## TO DO
From the records, pick out and copy each line containing "Result".

------------------------------------

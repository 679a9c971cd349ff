// src/models/problem.rs

use serde::{Deserialize, Serialize};
use sqlx::FromRow;
use validator::Validate;

/// DTO for sending a choice to a learner (excludes the correct flag).
#[derive(Debug, Serialize, FromRow)]
pub struct PublicChoice {
    pub id: i64,
    pub problem_id: i64,
    pub body: Option<String>,
    pub figure: Option<String>,
}

/// DTO for one choice inside a problem create/update payload.
#[derive(Debug, Serialize, Deserialize, Validate)]
pub struct ChoicePayload {
    #[validate(length(max = 256))]
    pub body: Option<String>,
    #[validate(length(max = 512))]
    pub figure: Option<String>,
    #[serde(default)]
    pub is_correct: bool,
}

/// DTO for creating a new problem together with its choices.
#[derive(Debug, Deserialize, Validate)]
pub struct CreateProblemRequest {
    pub scope_id: i64,
    #[validate(length(min = 1, max = 4000))]
    pub body: String,
    #[validate(length(max = 512))]
    pub figure: Option<String>,
    #[validate(range(min = 1, max = 4))]
    pub difficulty: Option<i64>,
    pub is_published: Option<bool>,
    #[validate(custom(function = validate_choices))]
    pub choices: Vec<ChoicePayload>,
}

/// DTO for updating a problem. When `choices` is present the full choice set
/// is replaced.
#[derive(Debug, Deserialize, Validate)]
pub struct UpdateProblemRequest {
    #[validate(length(min = 1, max = 4000))]
    pub body: Option<String>,
    #[validate(length(max = 512))]
    pub figure: Option<String>,
    #[validate(range(min = 1, max = 4))]
    pub difficulty: Option<i64>,
    pub is_published: Option<bool>,
    #[validate(custom(function = validate_choices))]
    pub choices: Option<Vec<ChoicePayload>>,
}

/// A problem needs at least two choices, at least one of them correct, and
/// every choice needs either a body or a figure.
pub fn validate_choices(choices: &[ChoicePayload]) -> Result<(), validator::ValidationError> {
    if choices.len() < 2 {
        return Err(validator::ValidationError::new("too_few_choices"));
    }
    if !choices.iter().any(|c| c.is_correct) {
        return Err(validator::ValidationError::new("no_correct_choice"));
    }
    for choice in choices {
        let has_body = choice.body.as_deref().is_some_and(|b| !b.is_empty());
        let has_figure = choice.figure.as_deref().is_some_and(|f| !f.is_empty());
        if !has_body && !has_figure {
            return Err(validator::ValidationError::new("empty_choice"));
        }
    }
    Ok(())
}
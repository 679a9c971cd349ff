// src/services/tracker.rs

use chrono::{Duration, NaiveDate};
use sqlx::SqliteConnection;

use crate::{error::AppError, models::tracker::ExamTracker};

/// A fresh window starting today.
pub fn rolled_window(today: NaiveDate) -> (NaiveDate, NaiveDate) {
    (today, today + Duration::days(7))
}

pub fn window_expired(next_week_start: NaiveDate, today: NaiveDate) -> bool {
    today > next_week_start
}

/// Creates the tracker row for a user if it does not exist yet.
/// Called from registration and again before counting, so the row always
/// exists for users seeded outside the register endpoint.
pub async fn ensure_tracker(
    conn: &mut SqliteConnection,
    user_id: i64,
    max_exams_per_week: i64,
) -> Result<(), AppError> {
    let (week_start, next_week_start) = rolled_window(chrono::Utc::now().date_naive());

    sqlx::query(
        r#"
        INSERT OR IGNORE INTO exam_trackers (user_id, max_exams_per_week, week_start, next_week_start)
        VALUES (?, ?, ?, ?)
        "#,
    )
    .bind(user_id)
    .bind(max_exams_per_week)
    .bind(week_start)
    .bind(next_week_start)
    .execute(&mut *conn)
    .await?;

    Ok(())
}

/// Accounts for a freshly inserted exam inside the same transaction as the
/// insert. Rolls the window over when it has expired, recounts from actual
/// exam rows, and fails with 429 when the count exceeds the user's maximum,
/// rolling the whole creation back.
pub async fn record_exam_creation(
    conn: &mut SqliteConnection,
    user_id: i64,
    default_max: i64,
    today: NaiveDate,
) -> Result<(), AppError> {
    ensure_tracker(&mut *conn, user_id, default_max).await?;

    let tracker: ExamTracker = sqlx::query_as(
        r#"
        SELECT id, user_id, max_exams_per_week, week_start, next_week_start, exams_count, updated_at
        FROM exam_trackers
        WHERE user_id = ?
        "#,
    )
    .bind(user_id)
    .fetch_one(&mut *conn)
    .await?;

    let (week_start, next_week_start) = if window_expired(tracker.next_week_start, today) {
        rolled_window(today)
    } else {
        (tracker.week_start, tracker.next_week_start)
    };

    // Recount from actual exam rows; the new exam is already inserted.
    let exams_count: i64 = sqlx::query_scalar(
        "SELECT COUNT(*) FROM exams WHERE created_by = ? AND DATE(created_at) >= ?",
    )
    .bind(user_id)
    .bind(week_start)
    .fetch_one(&mut *conn)
    .await?;

    if exams_count > tracker.max_exams_per_week {
        return Err(AppError::RateLimited(format!(
            "Weekly exam limit of {} reached, try again after {}",
            tracker.max_exams_per_week, next_week_start
        )));
    }

    sqlx::query(
        r#"
        UPDATE exam_trackers
        SET week_start = ?, next_week_start = ?, exams_count = ?, updated_at = CURRENT_TIMESTAMP
        WHERE user_id = ?
        "#,
    )
    .bind(week_start)
    .bind(next_week_start)
    .bind(exams_count)
    .bind(user_id)
    .execute(&mut *conn)
    .await?;

    Ok(())
}
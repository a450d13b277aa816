//! This example listens for engine events while the simulator runs.

use blesim::{DeviceConfiguration, EngineEvent, Simulator, transport};
use futures::StreamExt;
use tokio::time::{Duration, sleep};

#[tokio::main]
async fn main() -> Result<(), Box<dyn std::error::Error>> {
    pretty_env_logger::init();

    let bytes = std::fs::read("demos/benchtop_sensor.json")?;
    let config = DeviceConfiguration::parse(&bytes)?;

    let (adapter, central) = transport::loopback();

    // Create a new peripheral simulator
    let mut simulator = Simulator::new();

    // Create a stream that is provided with engine events
    let mut event_stream = simulator.event_stream();

    // Read events in a separate task
    let join_handle = tokio::spawn(async move {
        while let Some(event) = event_stream.next().await {
            match event {
                EngineEvent::Started { advertised_name } => {
                    println!("Advertising as {}", advertised_name)
                }
                EngineEvent::Notified { data_key, bytes } => {
                    println!("Pushed {} bytes for {}", bytes, data_key)
                }
                EngineEvent::Subscribed { subscribers, .. } => {
                    println!("Central subscribed ({} total)", subscribers)
                }
                EngineEvent::Stopped => {
                    println!("Simulator stopped");
                    break;
                }
                other => println!("{:?}", other),
            }
        }
    });

    simulator.start(config, adapter).await?;

    let service = central.registered_service().unwrap();
    central.subscribe(service.characteristics[0].uuid);

    sleep(Duration::from_millis(5000)).await;

    simulator.stop().await;

    join_handle.await?;

    Ok(())
}
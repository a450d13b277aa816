use std::collections::BTreeMap;

use serde::{Deserialize, Serialize};

/// A structured record: field name to dynamically-typed value.
///
/// `BTreeMap` keeps serialized field order stable across runs.
pub type Record = BTreeMap<String, Value>;

/// Dynamically-typed value carried by a data stream.
///
/// `Integer` is listed before `Float` so that whole JSON numbers
/// deserialize as integers. The randomization filter relies on this to
/// keep a field's declared type intact.
#[derive(Debug, Clone, PartialEq, Serialize, Deserialize)]
#[serde(untagged)]
pub enum Value {
    Integer(i64),
    Float(f64),
    Boolean(bool),
    Text(String),
    Sequence(Vec<Value>),
    Record(Record),
}

impl Value {
    pub fn as_integer(&self) -> Option<i64> {
        match self {
            Value::Integer(v) => Some(*v),
            _ => None,
        }
    }

    pub fn as_float(&self) -> Option<f64> {
        match self {
            Value::Float(v) => Some(*v),
            _ => None,
        }
    }

    pub fn as_sequence(&self) -> Option<&[Value]> {
        match self {
            Value::Sequence(v) => Some(v),
            _ => None,
        }
    }
}

impl From<i64> for Value {
    fn from(v: i64) -> Self {
        Value::Integer(v)
    }
}

impl From<f64> for Value {
    fn from(v: f64) -> Self {
        Value::Float(v)
    }
}

impl From<bool> for Value {
    fn from(v: bool) -> Self {
        Value::Boolean(v)
    }
}

impl From<&str> for Value {
    fn from(v: &str) -> Self {
        Value::Text(v.to_string())
    }
}

impl From<String> for Value {
    fn from(v: String) -> Self {
        Value::Text(v)
    }
}
use std::time::{SystemTime, UNIX_EPOCH};

use crate::config::StreamData;
use crate::value::{Record, Value};

/// Produces the next raw record for a stream and the updated cursor.
///
/// Array streams are indexed by the cursor, which wraps around the stream
/// length and only advances when auto-cycle is enabled. Object streams
/// always return the stored record with a wall-clock `timestamp` and a
/// 1-based `updateIndex` injected, and their cursor always advances.
pub fn resolve(data: &StreamData, cursor: usize, auto_cycle: bool) -> (Record, usize) {
    match data {
        StreamData::Array(records) => {
            if records.is_empty() {
                return (Record::new(), cursor);
            }

            let index = cursor % records.len();
            let record = records[index].clone();

            let next = if auto_cycle {
                (index + 1) % records.len()
            } else {
                cursor
            };

            (record, next)
        }
        StreamData::Object(record) => {
            let mut record = record.clone();
            record.insert("timestamp".to_string(), Value::Float(epoch_seconds()));
            record.insert(
                "updateIndex".to_string(),
                Value::Integer(cursor as i64 + 1),
            );

            (record, cursor + 1)
        }
    }
}

pub(crate) fn epoch_seconds() -> f64 {
    SystemTime::now()
        .duration_since(UNIX_EPOCH)
        .map(|elapsed| elapsed.as_secs_f64())
        .unwrap_or(0.0)
}

#[cfg(test)]
mod tests {
    use super::*;

    fn array_stream(values: &[i64]) -> StreamData {
        StreamData::Array(
            values
                .iter()
                .map(|v| {
                    let mut record = Record::new();
                    record.insert("v".to_string(), Value::Integer(*v));
                    record
                })
                .collect(),
        )
    }

    #[test]
    fn array_stream_wraps_around() {
        let stream = array_stream(&[10, 20, 30]);

        let mut cursor = 0;
        let mut seen = Vec::new();
        for _ in 0..4 {
            let (record, next) = resolve(&stream, cursor, true);
            seen.push(record["v"].as_integer().unwrap());
            cursor = next;
        }

        // Call 1 and call N+1 return the same record.
        assert_eq!(seen, vec![10, 20, 30, 10]);
    }

    #[test]
    fn cursor_is_frozen_without_auto_cycle() {
        let stream = array_stream(&[10, 20]);

        let mut cursor = 0;
        for _ in 0..5 {
            let (record, next) = resolve(&stream, cursor, false);
            assert_eq!(record["v"].as_integer(), Some(10));
            cursor = next;
        }
        assert_eq!(cursor, 0);
    }

    #[test]
    fn empty_array_yields_empty_record() {
        let stream = StreamData::Array(Vec::new());
        let (record, cursor) = resolve(&stream, 0, true);
        assert!(record.is_empty());
        assert_eq!(cursor, 0);
    }

    #[test]
    fn object_stream_injects_timestamp_and_update_index() {
        let mut stored = Record::new();
        stored.insert("level".to_string(), Value::Integer(87));
        let stream = StreamData::Object(stored);

        let (first, cursor) = resolve(&stream, 0, true);
        assert_eq!(first["level"].as_integer(), Some(87));
        assert_eq!(first["updateIndex"].as_integer(), Some(1));
        assert!(first["timestamp"].as_float().unwrap() > 0.0);
        assert_eq!(cursor, 1);

        let (second, cursor) = resolve(&stream, cursor, false);
        assert_eq!(second["updateIndex"].as_integer(), Some(2));
        assert_eq!(cursor, 2);
    }
}
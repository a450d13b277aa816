use rand::Rng;

use crate::value::{Record, Value};

/// Perturbs the numeric top-level fields of a record by a bounded
/// fractional jitter.
///
/// Each float `v` becomes `v + v * d` with `d` drawn uniformly from
/// `[-range, range]`; integers use the same formula truncated back to an
/// integer. A field never changes type, and no field is added or removed.
pub fn randomize<R: Rng>(record: &mut Record, range: f64, rng: &mut R) {
    for value in record.values_mut() {
        match value {
            Value::Float(v) => {
                let variation = rng.gen_range(-range..=range);
                *v += *v * variation;
            }
            Value::Integer(v) => {
                let variation = rng.gen_range(-range..=range);
                *v = (*v as f64 + *v as f64 * variation) as i64;
            }
            _ => {}
        }
    }
}
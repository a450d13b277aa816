use std::collections::HashMap;

use serde::{Deserialize, Serialize};
use thiserror::Error;
use uuid::Uuid;

use crate::value::Record;

/// Error raised when a configuration document cannot be used.
#[derive(Debug, Error)]
pub enum ConfigError {
    #[error("invalid configuration document: {0}")]
    Parse(#[from] serde_json::Error),

    #[error("invalid service uuid '{0}'")]
    InvalidServiceUuid(String),

    #[error("invalid uuid '{uuid}' for characteristic '{name}'")]
    InvalidCharacteristicUuid { name: String, uuid: String },

    #[error("characteristic '{0}' has an empty data_key")]
    EmptyDataKey(String),

    #[error("update interval out of range, got {0}")]
    InvalidInterval(f64),

    #[error("randomize range must be a non-negative fraction, got {0}")]
    InvalidRandomizeRange(f64),
}

/// Shortest update interval accepted, in seconds.
const MIN_UPDATE_INTERVAL: f64 = 0.001;

/// Longest update interval accepted, in seconds (one day).
const MAX_UPDATE_INTERVAL: f64 = 86_400.0;

/// Full device description loaded from a configuration document.
#[derive(Debug, Clone, Serialize, Deserialize)]
pub struct DeviceConfiguration {
    pub device_config: DeviceIdentity,
    pub ble_config: BleConfig,
    pub data_config: DataConfig,
    pub data_streams: HashMap<String, DataStream>,
}

/// Identity fields used to populate the device info payload.
#[derive(Debug, Clone, Serialize, Deserialize)]
pub struct DeviceIdentity {
    pub name: String,
    pub manufacturer: String,
    pub model: String,
    pub serial_number: String,
}

#[derive(Debug, Clone, Serialize, Deserialize)]
pub struct BleConfig {
    pub advertised_name: String,
    pub service_uuid: String,
    pub characteristics: Vec<CharacteristicConfig>,
}

#[derive(Debug, Clone, Serialize, Deserialize)]
pub struct CharacteristicConfig {
    pub uuid: String,
    pub name: String,
    pub properties: Vec<String>,
    pub permissions: Vec<String>,
    pub data_key: String,
}

#[derive(Debug, Clone, Serialize, Deserialize)]
pub struct DataConfig {
    pub update_interval_seconds: f64,
    /// Informational only. The encoder is selected per data key.
    pub data_format: String,
    pub auto_cycle: bool,
    pub randomize_values: bool,
    pub randomize_range: f64,
}

/// One named data stream backing a characteristic.
#[derive(Debug, Clone, Serialize, Deserialize)]
pub struct DataStream {
    /// Informational kind label from the document ("array" or "object").
    #[serde(rename = "type")]
    pub kind: String,
    pub data: StreamData,
}

/// Stream content: cycling telemetry records or a single static record.
#[derive(Debug, Clone, Serialize, Deserialize)]
#[serde(untagged)]
pub enum StreamData {
    Array(Vec<Record>),
    Object(Record),
}

/// Characteristic capability, parsed from a document token.
#[derive(Debug, Clone, Copy, PartialEq, Eq, Hash)]
pub enum Property {
    Read,
    Write,
    Notify,
    Indicate,
    Broadcast,
    WriteWithoutResponse,
}

impl Property {
    /// Parses a capability token, case-insensitively. Unknown tokens map
    /// to `None` and are dropped by the caller with a warning.
    pub fn from_token(token: &str) -> Option<Self> {
        match token.to_ascii_lowercase().as_str() {
            "read" => Some(Property::Read),
            "write" => Some(Property::Write),
            "notify" => Some(Property::Notify),
            "indicate" => Some(Property::Indicate),
            "broadcast" => Some(Property::Broadcast),
            "writewithoutresponse" => Some(Property::WriteWithoutResponse),
            _ => None,
        }
    }
}

/// Characteristic access permission, parsed from a document token.
#[derive(Debug, Clone, Copy, PartialEq, Eq, Hash)]
pub enum Permission {
    Readable,
    Writeable,
    ReadEncryptionRequired,
    WriteEncryptionRequired,
}

impl Permission {
    pub fn from_token(token: &str) -> Option<Self> {
        match token.to_ascii_lowercase().as_str() {
            "readable" => Some(Permission::Readable),
            "writeable" => Some(Permission::Writeable),
            "readencryptionrequired" => Some(Permission::ReadEncryptionRequired),
            "writeencryptionrequired" => Some(Permission::WriteEncryptionRequired),
            _ => None,
        }
    }
}

impl DeviceConfiguration {
    /// Parse and validate a configuration document.
    pub fn parse(bytes: &[u8]) -> Result<Self, ConfigError> {
        let config: DeviceConfiguration = serde_json::from_slice(bytes)?;
        config.validate()?;
        Ok(config)
    }

    /// Serialize the configuration back into a pretty-printed document.
    pub fn to_json_pretty(&self) -> Result<Vec<u8>, ConfigError> {
        Ok(serde_json::to_vec_pretty(self)?)
    }

    /// Also re-run at session start: a caller may mutate a parsed
    /// configuration before handing it to the engine.
    pub(crate) fn validate(&self) -> Result<(), ConfigError> {
        if Uuid::parse_str(&self.ble_config.service_uuid).is_err() {
            return Err(ConfigError::InvalidServiceUuid(
                self.ble_config.service_uuid.clone(),
            ));
        }

        for characteristic in &self.ble_config.characteristics {
            if Uuid::parse_str(&characteristic.uuid).is_err() {
                return Err(ConfigError::InvalidCharacteristicUuid {
                    name: characteristic.name.clone(),
                    uuid: characteristic.uuid.clone(),
                });
            }

            if characteristic.data_key.is_empty() {
                return Err(ConfigError::EmptyDataKey(characteristic.name.clone()));
            }
        }

        // Bounded so the interval survives the conversion to Duration
        // without panicking or rounding down to zero.
        let interval = self.data_config.update_interval_seconds;
        if !interval.is_finite() || !(MIN_UPDATE_INTERVAL..=MAX_UPDATE_INTERVAL).contains(&interval)
        {
            return Err(ConfigError::InvalidInterval(interval));
        }

        let range = self.data_config.randomize_range;
        if !range.is_finite() || range < 0.0 {
            return Err(ConfigError::InvalidRandomizeRange(range));
        }

        Ok(())
    }
}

------------------------------------

## SOLUTION BELOW
pub fn validate_choices(choices: &[ChoicePayload]) -> Result<(), validator::ValidationError> {
) -> Result<(), AppError> {
) -> Result<(), AppError> {
async fn main() -> Result<(), Box<dyn std::error::Error>> {
    pub fn parse(bytes: &[u8]) -> Result<Self, ConfigError> {
    pub fn to_json_pretty(&self) -> Result<Vec<u8>, ConfigError> {
    pub(crate) fn validate(&self) -> Result<(), ConfigError> {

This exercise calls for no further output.